Task prompt: From the listing below, extract every line containing "path".

Given data:

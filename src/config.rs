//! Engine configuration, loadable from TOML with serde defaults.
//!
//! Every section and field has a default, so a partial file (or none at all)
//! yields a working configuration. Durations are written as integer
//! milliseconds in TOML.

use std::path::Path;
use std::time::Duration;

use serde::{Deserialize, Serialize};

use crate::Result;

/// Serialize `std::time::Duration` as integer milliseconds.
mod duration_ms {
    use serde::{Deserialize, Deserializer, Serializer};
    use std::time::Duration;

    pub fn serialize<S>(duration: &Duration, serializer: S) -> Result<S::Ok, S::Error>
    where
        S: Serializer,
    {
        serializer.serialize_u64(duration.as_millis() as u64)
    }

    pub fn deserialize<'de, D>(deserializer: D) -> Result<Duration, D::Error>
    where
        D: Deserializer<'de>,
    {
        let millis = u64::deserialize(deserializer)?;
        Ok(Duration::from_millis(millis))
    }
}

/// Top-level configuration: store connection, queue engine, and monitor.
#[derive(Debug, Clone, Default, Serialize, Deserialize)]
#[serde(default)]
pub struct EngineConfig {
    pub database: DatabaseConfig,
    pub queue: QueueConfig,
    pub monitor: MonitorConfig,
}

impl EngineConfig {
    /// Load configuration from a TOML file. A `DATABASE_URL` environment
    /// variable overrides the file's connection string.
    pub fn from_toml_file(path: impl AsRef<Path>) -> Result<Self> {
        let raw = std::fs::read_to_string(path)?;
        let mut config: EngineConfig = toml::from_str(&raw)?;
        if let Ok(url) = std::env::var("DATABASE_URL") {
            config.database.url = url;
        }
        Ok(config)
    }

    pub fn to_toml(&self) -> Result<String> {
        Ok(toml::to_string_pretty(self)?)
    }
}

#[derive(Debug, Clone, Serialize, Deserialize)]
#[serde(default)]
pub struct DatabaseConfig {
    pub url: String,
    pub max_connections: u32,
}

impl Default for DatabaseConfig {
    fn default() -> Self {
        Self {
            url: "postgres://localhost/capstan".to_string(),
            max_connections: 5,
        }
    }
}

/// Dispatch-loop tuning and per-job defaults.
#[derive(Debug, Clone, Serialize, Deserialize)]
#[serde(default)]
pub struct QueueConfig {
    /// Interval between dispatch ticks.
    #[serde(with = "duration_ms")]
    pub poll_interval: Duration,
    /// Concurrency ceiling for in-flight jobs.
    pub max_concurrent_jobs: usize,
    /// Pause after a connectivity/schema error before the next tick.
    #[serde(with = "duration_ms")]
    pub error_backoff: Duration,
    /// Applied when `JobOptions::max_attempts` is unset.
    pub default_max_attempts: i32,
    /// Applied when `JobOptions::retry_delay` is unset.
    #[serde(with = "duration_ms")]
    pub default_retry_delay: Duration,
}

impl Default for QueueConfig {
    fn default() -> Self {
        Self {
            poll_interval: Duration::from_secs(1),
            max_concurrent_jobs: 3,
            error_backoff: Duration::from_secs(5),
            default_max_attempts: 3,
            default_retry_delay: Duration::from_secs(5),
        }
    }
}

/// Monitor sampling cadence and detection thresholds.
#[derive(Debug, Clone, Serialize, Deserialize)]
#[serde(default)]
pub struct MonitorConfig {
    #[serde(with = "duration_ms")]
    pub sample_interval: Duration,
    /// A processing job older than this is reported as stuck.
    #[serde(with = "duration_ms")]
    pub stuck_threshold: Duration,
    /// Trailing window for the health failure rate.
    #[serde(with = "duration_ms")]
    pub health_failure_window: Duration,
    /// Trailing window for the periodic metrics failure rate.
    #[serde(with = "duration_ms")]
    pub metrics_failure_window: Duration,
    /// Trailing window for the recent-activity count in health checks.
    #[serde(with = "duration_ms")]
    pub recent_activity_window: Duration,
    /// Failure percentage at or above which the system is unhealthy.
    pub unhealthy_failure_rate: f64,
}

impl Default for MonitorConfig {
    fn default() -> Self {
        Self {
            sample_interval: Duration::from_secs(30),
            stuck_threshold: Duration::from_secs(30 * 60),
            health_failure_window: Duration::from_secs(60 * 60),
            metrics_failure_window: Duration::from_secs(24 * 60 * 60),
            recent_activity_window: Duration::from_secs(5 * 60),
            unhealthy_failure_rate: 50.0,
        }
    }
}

---

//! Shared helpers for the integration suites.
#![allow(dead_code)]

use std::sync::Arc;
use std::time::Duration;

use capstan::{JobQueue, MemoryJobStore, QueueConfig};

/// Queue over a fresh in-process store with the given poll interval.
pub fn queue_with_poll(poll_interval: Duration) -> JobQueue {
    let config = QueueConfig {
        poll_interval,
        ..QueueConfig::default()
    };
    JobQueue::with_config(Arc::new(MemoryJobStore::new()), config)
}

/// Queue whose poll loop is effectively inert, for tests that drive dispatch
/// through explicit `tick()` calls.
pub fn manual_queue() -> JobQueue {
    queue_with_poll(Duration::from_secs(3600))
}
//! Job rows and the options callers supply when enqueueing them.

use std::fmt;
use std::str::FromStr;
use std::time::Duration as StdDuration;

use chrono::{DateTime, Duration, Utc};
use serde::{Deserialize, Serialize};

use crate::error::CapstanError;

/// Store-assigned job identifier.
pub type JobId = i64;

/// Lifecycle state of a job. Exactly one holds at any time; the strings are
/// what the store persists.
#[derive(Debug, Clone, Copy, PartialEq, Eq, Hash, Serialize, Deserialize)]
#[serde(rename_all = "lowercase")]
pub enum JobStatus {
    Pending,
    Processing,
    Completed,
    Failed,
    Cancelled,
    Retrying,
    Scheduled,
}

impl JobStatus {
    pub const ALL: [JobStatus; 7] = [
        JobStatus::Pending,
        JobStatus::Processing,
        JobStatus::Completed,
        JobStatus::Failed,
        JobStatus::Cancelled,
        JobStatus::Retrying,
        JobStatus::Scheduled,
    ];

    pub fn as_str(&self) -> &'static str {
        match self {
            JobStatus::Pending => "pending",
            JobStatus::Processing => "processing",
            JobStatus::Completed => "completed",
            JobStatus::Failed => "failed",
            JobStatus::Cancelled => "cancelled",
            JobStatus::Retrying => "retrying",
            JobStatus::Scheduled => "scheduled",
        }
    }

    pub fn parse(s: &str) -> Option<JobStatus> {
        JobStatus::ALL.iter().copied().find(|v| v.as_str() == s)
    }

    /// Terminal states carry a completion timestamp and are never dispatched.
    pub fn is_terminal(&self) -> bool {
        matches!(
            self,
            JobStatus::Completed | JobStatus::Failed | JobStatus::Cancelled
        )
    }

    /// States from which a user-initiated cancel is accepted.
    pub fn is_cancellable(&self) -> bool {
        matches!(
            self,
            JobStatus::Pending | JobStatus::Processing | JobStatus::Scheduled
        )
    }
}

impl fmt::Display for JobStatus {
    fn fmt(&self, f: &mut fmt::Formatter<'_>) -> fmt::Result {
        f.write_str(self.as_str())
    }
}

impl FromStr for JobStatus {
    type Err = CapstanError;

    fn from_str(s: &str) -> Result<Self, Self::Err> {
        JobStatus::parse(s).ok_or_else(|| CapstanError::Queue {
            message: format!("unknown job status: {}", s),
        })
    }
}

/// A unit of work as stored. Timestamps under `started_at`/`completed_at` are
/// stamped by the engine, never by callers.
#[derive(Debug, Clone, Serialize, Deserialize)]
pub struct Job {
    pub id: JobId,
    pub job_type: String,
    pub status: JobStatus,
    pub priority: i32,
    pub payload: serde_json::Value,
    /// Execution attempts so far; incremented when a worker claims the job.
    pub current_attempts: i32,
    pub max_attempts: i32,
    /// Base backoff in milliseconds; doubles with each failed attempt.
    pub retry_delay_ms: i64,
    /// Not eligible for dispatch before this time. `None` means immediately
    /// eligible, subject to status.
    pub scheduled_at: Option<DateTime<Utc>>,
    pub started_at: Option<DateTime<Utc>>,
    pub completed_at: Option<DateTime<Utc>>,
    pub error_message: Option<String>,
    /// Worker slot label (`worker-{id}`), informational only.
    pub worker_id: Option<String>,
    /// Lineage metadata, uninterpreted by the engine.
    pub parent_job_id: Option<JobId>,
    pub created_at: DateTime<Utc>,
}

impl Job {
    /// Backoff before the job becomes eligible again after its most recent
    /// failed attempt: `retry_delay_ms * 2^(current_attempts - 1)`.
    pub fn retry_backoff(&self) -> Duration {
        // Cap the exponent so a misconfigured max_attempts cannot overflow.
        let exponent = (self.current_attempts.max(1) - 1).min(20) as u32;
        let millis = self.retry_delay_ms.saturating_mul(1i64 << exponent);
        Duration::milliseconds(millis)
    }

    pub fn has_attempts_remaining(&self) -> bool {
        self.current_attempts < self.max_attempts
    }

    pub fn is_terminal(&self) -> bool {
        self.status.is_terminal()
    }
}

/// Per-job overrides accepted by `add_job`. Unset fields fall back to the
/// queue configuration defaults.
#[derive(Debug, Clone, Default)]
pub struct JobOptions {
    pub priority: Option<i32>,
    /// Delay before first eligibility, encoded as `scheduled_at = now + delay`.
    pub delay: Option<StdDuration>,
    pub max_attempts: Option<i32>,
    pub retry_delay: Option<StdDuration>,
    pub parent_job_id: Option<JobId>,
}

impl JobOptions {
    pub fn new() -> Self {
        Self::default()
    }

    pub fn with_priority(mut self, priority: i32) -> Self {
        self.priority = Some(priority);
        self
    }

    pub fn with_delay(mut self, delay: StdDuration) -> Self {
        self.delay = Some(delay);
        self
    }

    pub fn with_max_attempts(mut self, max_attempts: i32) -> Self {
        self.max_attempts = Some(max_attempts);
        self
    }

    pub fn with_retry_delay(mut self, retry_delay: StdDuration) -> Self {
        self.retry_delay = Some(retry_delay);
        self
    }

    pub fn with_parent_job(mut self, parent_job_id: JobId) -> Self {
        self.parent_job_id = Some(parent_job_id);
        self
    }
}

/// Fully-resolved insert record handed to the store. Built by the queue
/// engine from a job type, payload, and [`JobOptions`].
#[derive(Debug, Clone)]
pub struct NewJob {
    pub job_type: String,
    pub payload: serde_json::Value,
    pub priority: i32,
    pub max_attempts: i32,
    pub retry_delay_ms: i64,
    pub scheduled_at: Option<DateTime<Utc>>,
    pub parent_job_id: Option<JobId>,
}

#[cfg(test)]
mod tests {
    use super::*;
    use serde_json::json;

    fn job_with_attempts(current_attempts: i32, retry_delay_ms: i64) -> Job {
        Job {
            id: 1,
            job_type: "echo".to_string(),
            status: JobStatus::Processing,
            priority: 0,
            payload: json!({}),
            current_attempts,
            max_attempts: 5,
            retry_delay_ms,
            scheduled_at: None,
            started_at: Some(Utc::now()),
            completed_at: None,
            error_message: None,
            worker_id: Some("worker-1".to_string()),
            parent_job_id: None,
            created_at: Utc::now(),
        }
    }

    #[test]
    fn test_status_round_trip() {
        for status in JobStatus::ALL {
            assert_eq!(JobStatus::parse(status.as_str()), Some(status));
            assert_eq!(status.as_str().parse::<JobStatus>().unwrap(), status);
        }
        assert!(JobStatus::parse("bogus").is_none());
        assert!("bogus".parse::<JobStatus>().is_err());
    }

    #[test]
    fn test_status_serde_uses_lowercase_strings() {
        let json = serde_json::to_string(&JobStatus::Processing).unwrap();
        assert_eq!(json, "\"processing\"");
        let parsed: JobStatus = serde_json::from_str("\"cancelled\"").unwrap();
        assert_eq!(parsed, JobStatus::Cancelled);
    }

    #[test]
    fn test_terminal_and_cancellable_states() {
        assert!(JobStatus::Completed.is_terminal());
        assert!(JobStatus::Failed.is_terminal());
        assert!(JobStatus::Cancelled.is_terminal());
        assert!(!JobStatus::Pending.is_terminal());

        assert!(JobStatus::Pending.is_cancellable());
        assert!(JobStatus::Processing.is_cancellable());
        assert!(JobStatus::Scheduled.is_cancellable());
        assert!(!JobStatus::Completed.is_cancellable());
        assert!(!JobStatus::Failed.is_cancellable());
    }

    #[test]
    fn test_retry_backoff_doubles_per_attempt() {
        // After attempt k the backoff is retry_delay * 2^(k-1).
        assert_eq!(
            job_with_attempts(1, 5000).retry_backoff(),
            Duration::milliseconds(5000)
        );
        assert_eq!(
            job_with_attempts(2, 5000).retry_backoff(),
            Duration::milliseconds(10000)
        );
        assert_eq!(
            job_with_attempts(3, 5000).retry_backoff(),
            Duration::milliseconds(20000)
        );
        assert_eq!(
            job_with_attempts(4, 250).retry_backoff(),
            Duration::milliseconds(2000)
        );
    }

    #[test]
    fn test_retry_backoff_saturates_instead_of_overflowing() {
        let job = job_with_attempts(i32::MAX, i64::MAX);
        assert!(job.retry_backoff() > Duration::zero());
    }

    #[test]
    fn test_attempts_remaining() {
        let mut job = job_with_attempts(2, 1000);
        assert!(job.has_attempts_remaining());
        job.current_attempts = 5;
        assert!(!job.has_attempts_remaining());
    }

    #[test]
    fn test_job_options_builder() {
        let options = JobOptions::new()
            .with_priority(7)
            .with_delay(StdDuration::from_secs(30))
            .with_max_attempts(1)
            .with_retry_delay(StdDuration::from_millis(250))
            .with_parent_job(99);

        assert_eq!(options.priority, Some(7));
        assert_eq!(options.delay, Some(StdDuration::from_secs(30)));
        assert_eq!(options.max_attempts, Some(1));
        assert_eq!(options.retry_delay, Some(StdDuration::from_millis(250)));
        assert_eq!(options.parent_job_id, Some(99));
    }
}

Output for this exercise:
use std::path::Path;
    pub fn from_toml_file(path: impl AsRef<Path>) -> Result<Self> {
        let raw = std::fs::read_to_string(path)?;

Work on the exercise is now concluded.